YOUR OBJECTIVE:
Each record should appear again in the response exactly as it does in the original.

(Collected data entries)
----------------------------------------
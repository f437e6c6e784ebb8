//! Hover tooltips
//!
//! # Architecture
//!
//! ```text
//! textDocument/hover
//!       ↓
//! word_at(line, column)
//!       ├─→ SemanticSource      (resolved declaration and type)
//!       ├─→ SignatureCatalog    (Math.max, parseInt(...), UTSString.split)
//!       ├─→ LexicalSource       (declaration lines, inferred types)
//!       └─→ VocabularyCatalog   (keywords, types, built-ins)
//!       ↓
//! first answer → Markdown sections → Hover
//! ```

use tower_lsp::lsp_types::{Hover, HoverContents, MarkupContent, MarkupKind, Position, Range};
use tracing::debug;

use crate::lexical::word_at;
use crate::lsp::features::sources::{Candidate, HOVER_LAYERS, Query, first_description};
use crate::parsers::position_utils::line_text;
use crate::semantic::SemanticModel;

/// One block of a hover tooltip.
#[derive(Debug, Clone, PartialEq, Eq)]
pub enum HoverSection {
    /// `**name** - kind`
    Title { name: String, kind: String },
    /// Source shown in a fenced block.
    Code(String),
    /// Free text.
    Note(String),
}

impl HoverSection {
    fn render(&self) -> String {
        match self {
            HoverSection::Title { name, kind } => format!("**{}** - {}", name, kind),
            HoverSection::Code(code) => format!("```uts\n{}\n```", code),
            HoverSection::Note(note) => note.clone(),
        }
    }
}

/// Joins sections with blank lines.
pub fn render_markdown(sections: &[HoverSection]) -> String {
    sections.iter().map(HoverSection::render).collect::<Vec<_>>().join("\n\n")
}

/// Sections describing one answer.
pub fn sections_for(candidate: &Candidate) -> Vec<HoverSection> {
    let mut sections = vec![HoverSection::Title {
        name: candidate.name.clone(),
        kind: candidate.kind.label(),
    }];
    if let Some(signature) = &candidate.signature {
        sections.push(HoverSection::Code(signature.clone()));
    }
    if let Some(documentation) = &candidate.documentation {
        sections.push(HoverSection::Note(documentation.clone()));
    }
    if let Some(line) = candidate.line {
        sections.push(HoverSection::Note(format!("Declared on line {}.", line + 1)));
    }
    sections
}

/// Hover for the identifier at `position`, or `None` when nothing knows it.
pub fn hover(text: &str, position: Position, model: &SemanticModel) -> Option<Hover> {
    let line = line_text(text, position.line);
    let word = word_at(line, position.character)?;
    let query = Query { text, position, line, model };

    let Some(candidate) = first_description(HOVER_LAYERS, &query, &word) else {
        debug!("No hover for '{}'", word.text);
        return None;
    };

    Some(Hover {
        contents: HoverContents::Markup(MarkupContent {
            kind: MarkupKind::Markdown,
            value: render_markdown(&sections_for(&candidate)),
        }),
        range: Some(Range::new(
            Position::new(position.line, word.start),
            Position::new(position.line, word.end),
        )),
    })
}

#[cfg(test)]
mod tests {
    use super::*;
    use indoc::indoc;

    fn markdown(text: &str, line: u32, character: u32) -> Option<String> {
        let model = SemanticModel::build(text);
        hover(text, Position::new(line, character), &model).map(|h| match h.contents {
            HoverContents::Markup(markup) => markup.value,
            _ => String::new(),
        })
    }

    #[test]
    fn test_render_markdown() {
        let rendered = render_markdown(&[
            HoverSection::Title { name: "x".into(), kind: "variable".into() },
            HoverSection::Code("let x: number".into()),
            HoverSection::Note("Declared on line 1.".into()),
        ]);
        assert_eq!(rendered, "**x** - variable\n\n```uts\nlet x: number\n```\n\nDeclared on line 1.");
    }

    #[test]
    fn test_semantic_layer_first() {
        let text = indoc! {r#"
            function add(a: number, b: number): number {
              return a + b;
            }
            const total = add(1, 2);
        "#};
        let value = markdown(text, 3, 8).expect("hover");
        assert!(value.starts_with("**total** - constant"), "{}", value);
        assert!(value.contains("(constant) total: number"));
        assert!(value.contains("Declared on line 4."));
    }

    #[test]
    fn test_catalog_and_vocabulary_layers() {
        let value = markdown("Math.max(1, 2);", 0, 6).expect("hover");
        assert!(value.starts_with("**Math.max** - function"));
        assert!(value.contains("Math.max(...values: number[]): number"));

        let value = markdown("while", 0, 2).expect("hover");
        assert!(value.starts_with("**while** - UTS control keyword"));
    }

    #[test]
    fn test_range_covers_word_and_blank_is_none() {
        let text = "let count = 1;";
        let model = SemanticModel::build(text);
        let h = hover(text, Position::new(0, 6), &model).expect("hover");
        assert_eq!(h.range, Some(Range::new(Position::new(0, 4), Position::new(0, 9))));

        assert!(markdown("   ", 0, 1).is_none());
        assert!(markdown("unknownThing", 0, 3).is_none());
    }
}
----------------------------------------
REPLY:
repository f437e6c6e784ebb8
//! Hover tooltips
//!
//! # Architecture
//!
//! ```text
//! textDocument/hover
//!       ↓
//! word_at(line, column)
//!       ├─→ SemanticSource      (resolved declaration and type)
//!       ├─→ SignatureCatalog    (Math.max, parseInt(...), UTSString.split)
//!       ├─→ LexicalSource       (declaration lines, inferred types)
//!       └─→ VocabularyCatalog   (keywords, types, built-ins)
//!       ↓
//! first answer → Markdown sections → Hover
//! ```

use tower_lsp::lsp_types::{Hover, HoverContents, MarkupContent, MarkupKind, Position, Range};
use tracing::debug;

use crate::lexical::word_at;
use crate::lsp::features::sources::{Candidate, HOVER_LAYERS, Query, first_description};
use crate::parsers::position_utils::line_text;
use crate::semantic::SemanticModel;

/// One block of a hover tooltip.
#[derive(Debug, Clone, PartialEq, Eq)]
pub enum HoverSection {
    /// `**name** - kind`
    Title { name: String, kind: String },
    /// Source shown in a fenced block.
    Code(String),
    /// Free text.
    Note(String),
}

impl HoverSection {
    fn render(&self) -> String {
        match self {
            HoverSection::Title { name, kind } => format!("**{}** - {}", name, kind),
            HoverSection::Code(code) => format!("```uts\n{}\n```", code),
            HoverSection::Note(note) => note.clone(),
        }
    }
}

/// Joins sections with blank lines.
pub fn render_markdown(sections: &[HoverSection]) -> String {
    sections.iter().map(HoverSection::render).collect::<Vec<_>>().join("\n\n")
}

/// Sections describing one answer.
pub fn sections_for(candidate: &Candidate) -> Vec<HoverSection> {
    let mut sections = vec![HoverSection::Title {
        name: candidate.name.clone(),
        kind: candidate.kind.label(),
    }];
    if let Some(signature) = &candidate.signature {
        sections.push(HoverSection::Code(signature.clone()));
    }
    if let Some(documentation) = &candidate.documentation {
        sections.push(HoverSection::Note(documentation.clone()));
    }
    if let Some(line) = candidate.line {
        sections.push(HoverSection::Note(format!("Declared on line {}.", line + 1)));
    }
    sections
}

/// Hover for the identifier at `position`, or `None` when nothing knows it.
pub fn hover(text: &str, position: Position, model: &SemanticModel) -> Option<Hover> {
    let line = line_text(text, position.line);
    let word = word_at(line, position.character)?;
    let query = Query { text, position, line, model };

    let Some(candidate) = first_description(HOVER_LAYERS, &query, &word) else {
        debug!("No hover for '{}'", word.text);
        return None;
    };

    Some(Hover {
        contents: HoverContents::Markup(MarkupContent {
            kind: MarkupKind::Markdown,
            value: render_markdown(&sections_for(&candidate)),
        }),
        range: Some(Range::new(
            Position::new(position.line, word.start),
            Position::new(position.line, word.end),
        )),
    })
}

#[cfg(test)]
mod tests {
    use super::*;
    use indoc::indoc;

    fn markdown(text: &str, line: u32, character: u32) -> Option<String> {
        let model = SemanticModel::build(text);
        hover(text, Position::new(line, character), &model).map(|h| match h.contents {
            HoverContents::Markup(markup) => markup.value,
            _ => String::new(),
        })
    }

    #[test]
    fn test_render_markdown() {
        let rendered = render_markdown(&[
            HoverSection::Title { name: "x".into(), kind: "variable".into() },
            HoverSection::Code("let x: number".into()),
            HoverSection::Note("Declared on line 1.".into()),
        ]);
        assert_eq!(rendered, "**x** - variable\n\n```uts\nlet x: number\n```\n\nDeclared on line 1.");
    }

    #[test]
    fn test_semantic_layer_first() {
        let text = indoc! {r#"
            function add(a: number, b: number): number {
              return a + b;
            }
            const total = add(1, 2);
        "#};
        let value = markdown(text, 3, 8).expect("hover");
        assert!(value.starts_with("**total** - constant"), "{}", value);
        assert!(value.contains("(constant) total: number"));
        assert!(value.contains("Declared on line 4."));
    }

    #[test]
    fn test_catalog_and_vocabulary_layers() {
        let value = markdown("Math.max(1, 2);", 0, 6).expect("hover");
        assert!(value.starts_with("**Math.max** - function"));
        assert!(value.contains("Math.max(...values: number[]): number"));

        let value = markdown("while", 0, 2).expect("hover");
        assert!(value.starts_with("**while** - UTS control keyword"));
    }

    #[test]
    fn test_range_covers_word_and_blank_is_none() {
        let text = "let count = 1;";
        let model = SemanticModel::build(text);
        let h = hover(text, Position::new(0, 6), &model).expect("hover");
        assert_eq!(h.range, Some(Range::new(Position::new(0, 4), Position::new(0, 9))));

        assert!(markdown("   ", 0, 1).is_none());
        assert!(markdown("unknownThing", 0, 3).is_none());
    }
}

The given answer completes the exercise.